───── Input data

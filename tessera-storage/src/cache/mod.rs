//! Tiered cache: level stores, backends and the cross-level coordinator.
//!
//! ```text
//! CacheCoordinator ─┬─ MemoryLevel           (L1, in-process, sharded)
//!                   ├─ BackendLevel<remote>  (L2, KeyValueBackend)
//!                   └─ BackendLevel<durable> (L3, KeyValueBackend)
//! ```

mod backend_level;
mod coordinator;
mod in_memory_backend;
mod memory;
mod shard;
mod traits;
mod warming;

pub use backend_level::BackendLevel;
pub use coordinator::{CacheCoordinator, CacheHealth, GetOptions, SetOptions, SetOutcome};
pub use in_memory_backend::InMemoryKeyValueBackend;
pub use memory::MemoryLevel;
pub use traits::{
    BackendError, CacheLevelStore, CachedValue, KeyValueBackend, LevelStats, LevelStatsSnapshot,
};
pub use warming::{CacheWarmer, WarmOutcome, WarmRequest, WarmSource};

──────────
───── Input data

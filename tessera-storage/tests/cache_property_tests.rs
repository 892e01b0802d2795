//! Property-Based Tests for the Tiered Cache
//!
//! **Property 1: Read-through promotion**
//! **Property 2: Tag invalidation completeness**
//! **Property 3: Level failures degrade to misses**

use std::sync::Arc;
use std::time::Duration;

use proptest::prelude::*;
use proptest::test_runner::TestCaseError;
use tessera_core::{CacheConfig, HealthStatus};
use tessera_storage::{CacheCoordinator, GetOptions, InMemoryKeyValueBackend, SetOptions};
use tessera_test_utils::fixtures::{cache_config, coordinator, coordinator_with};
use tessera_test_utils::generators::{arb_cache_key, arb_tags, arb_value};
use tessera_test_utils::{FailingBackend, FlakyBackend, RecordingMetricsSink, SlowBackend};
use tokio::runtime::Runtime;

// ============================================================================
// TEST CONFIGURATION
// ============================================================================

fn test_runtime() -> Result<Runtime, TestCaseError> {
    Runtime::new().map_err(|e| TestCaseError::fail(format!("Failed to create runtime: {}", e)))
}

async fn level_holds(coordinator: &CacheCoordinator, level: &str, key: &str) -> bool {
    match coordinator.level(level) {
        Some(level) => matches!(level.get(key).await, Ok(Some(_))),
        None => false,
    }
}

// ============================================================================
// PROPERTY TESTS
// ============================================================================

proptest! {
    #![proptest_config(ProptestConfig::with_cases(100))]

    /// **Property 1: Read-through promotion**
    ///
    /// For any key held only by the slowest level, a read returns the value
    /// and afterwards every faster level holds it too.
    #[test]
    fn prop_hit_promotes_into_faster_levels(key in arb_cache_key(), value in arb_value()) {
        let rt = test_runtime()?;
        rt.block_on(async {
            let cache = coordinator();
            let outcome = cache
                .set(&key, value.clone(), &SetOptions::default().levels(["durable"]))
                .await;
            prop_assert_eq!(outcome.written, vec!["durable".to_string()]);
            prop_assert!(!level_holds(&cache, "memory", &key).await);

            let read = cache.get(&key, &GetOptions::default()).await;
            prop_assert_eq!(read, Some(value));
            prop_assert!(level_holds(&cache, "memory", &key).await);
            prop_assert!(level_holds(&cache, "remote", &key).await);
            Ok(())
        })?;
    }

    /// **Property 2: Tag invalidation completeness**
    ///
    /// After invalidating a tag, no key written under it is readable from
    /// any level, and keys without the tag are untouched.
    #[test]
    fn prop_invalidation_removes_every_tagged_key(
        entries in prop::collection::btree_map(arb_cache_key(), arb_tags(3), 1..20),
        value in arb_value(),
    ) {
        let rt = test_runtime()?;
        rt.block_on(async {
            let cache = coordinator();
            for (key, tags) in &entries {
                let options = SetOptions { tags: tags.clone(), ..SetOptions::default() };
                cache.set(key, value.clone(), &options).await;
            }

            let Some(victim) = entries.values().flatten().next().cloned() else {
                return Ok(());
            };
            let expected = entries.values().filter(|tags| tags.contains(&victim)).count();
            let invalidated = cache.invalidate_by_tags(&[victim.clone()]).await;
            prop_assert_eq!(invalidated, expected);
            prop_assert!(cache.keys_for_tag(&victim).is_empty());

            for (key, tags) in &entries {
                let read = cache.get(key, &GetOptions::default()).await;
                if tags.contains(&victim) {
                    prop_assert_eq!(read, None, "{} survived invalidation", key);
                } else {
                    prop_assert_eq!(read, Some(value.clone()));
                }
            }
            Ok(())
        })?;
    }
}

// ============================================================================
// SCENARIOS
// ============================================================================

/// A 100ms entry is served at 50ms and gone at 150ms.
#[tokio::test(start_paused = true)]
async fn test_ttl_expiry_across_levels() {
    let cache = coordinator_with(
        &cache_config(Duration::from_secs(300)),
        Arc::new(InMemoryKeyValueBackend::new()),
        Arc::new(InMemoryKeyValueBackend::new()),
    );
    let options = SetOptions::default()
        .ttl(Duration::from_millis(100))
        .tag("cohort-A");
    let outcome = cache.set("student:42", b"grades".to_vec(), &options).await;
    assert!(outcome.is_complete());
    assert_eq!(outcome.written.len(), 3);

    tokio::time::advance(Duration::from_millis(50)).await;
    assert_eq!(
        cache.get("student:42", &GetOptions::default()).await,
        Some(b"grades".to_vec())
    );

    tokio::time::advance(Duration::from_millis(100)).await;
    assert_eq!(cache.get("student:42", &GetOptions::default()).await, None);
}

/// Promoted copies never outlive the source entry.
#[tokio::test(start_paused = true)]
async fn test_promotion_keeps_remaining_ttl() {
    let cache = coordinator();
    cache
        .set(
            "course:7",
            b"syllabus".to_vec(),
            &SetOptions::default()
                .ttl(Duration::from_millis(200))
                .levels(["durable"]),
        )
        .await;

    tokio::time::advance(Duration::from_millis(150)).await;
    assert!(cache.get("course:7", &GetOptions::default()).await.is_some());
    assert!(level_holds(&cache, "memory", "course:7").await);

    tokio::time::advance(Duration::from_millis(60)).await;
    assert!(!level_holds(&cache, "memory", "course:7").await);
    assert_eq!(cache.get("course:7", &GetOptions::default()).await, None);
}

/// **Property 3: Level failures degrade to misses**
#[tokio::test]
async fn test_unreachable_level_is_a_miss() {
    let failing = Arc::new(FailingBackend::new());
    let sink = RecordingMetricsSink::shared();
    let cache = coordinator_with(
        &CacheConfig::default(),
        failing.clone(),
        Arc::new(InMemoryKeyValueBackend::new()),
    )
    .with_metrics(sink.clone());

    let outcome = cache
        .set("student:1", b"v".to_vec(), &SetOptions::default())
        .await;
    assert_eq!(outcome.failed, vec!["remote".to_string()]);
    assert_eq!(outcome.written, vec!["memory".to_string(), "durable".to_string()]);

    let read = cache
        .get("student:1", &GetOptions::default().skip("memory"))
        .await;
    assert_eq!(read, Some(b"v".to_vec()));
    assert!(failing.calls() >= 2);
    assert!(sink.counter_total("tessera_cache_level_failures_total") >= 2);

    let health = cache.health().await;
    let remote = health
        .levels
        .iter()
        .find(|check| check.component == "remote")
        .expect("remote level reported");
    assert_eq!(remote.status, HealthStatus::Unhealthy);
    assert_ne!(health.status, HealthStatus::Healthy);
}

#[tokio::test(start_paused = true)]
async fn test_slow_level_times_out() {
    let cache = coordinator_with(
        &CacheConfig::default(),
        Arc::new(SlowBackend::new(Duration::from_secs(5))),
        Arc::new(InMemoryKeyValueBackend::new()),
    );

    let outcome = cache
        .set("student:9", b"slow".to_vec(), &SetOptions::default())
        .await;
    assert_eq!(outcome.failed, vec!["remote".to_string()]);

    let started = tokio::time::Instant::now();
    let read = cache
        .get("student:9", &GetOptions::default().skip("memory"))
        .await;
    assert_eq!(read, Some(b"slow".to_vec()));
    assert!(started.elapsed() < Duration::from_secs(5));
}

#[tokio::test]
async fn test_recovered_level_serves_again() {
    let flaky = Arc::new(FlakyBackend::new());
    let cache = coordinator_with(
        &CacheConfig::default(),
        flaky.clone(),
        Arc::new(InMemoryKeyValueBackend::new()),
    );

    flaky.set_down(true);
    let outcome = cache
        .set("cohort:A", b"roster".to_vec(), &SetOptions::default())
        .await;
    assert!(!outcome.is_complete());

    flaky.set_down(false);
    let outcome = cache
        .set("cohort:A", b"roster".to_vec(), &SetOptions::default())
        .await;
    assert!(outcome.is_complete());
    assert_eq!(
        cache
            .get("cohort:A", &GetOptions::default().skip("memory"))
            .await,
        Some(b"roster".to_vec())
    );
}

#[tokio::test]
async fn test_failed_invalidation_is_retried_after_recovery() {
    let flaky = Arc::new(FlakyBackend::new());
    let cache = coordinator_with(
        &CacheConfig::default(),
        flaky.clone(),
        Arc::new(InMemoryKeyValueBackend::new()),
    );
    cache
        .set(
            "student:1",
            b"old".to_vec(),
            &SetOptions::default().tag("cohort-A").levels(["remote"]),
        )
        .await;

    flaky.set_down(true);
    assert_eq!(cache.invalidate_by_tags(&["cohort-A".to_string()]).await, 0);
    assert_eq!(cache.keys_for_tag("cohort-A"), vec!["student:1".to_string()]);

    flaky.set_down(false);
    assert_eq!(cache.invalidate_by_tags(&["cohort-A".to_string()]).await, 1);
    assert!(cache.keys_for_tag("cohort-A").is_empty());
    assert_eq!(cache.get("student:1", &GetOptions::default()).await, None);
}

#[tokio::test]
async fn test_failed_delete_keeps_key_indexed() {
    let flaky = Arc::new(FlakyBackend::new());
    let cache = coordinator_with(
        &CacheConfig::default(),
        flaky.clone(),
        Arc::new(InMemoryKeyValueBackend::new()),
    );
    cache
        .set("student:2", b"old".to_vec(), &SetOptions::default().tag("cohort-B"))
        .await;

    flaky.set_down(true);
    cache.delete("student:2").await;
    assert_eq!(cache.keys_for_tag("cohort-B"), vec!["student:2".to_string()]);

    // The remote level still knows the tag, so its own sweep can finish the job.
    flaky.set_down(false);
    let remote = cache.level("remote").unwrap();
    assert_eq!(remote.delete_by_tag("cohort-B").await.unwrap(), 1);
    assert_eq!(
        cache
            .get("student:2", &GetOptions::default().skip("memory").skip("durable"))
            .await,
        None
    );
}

──────────

▶ _Task brief_
Taking the entries above, write out exactly the lines starting with the line containing "filename tessera-storage/src/cache/mod.rs" and going on through the line containing "mod warming;", both included, and nothing else.

▶ _Reply to the exercise_
filename tessera-storage/src/cache/mod.rs
//! Tiered cache: level stores, backends and the cross-level coordinator.
//!
//! ```text
//! CacheCoordinator ─┬─ MemoryLevel           (L1, in-process, sharded)
//!                   ├─ BackendLevel<remote>  (L2, KeyValueBackend)
//!                   └─ BackendLevel<durable> (L3, KeyValueBackend)
//! ```

mod backend_level;
mod coordinator;
mod in_memory_backend;
mod memory;
mod shard;
mod traits;
mod warming;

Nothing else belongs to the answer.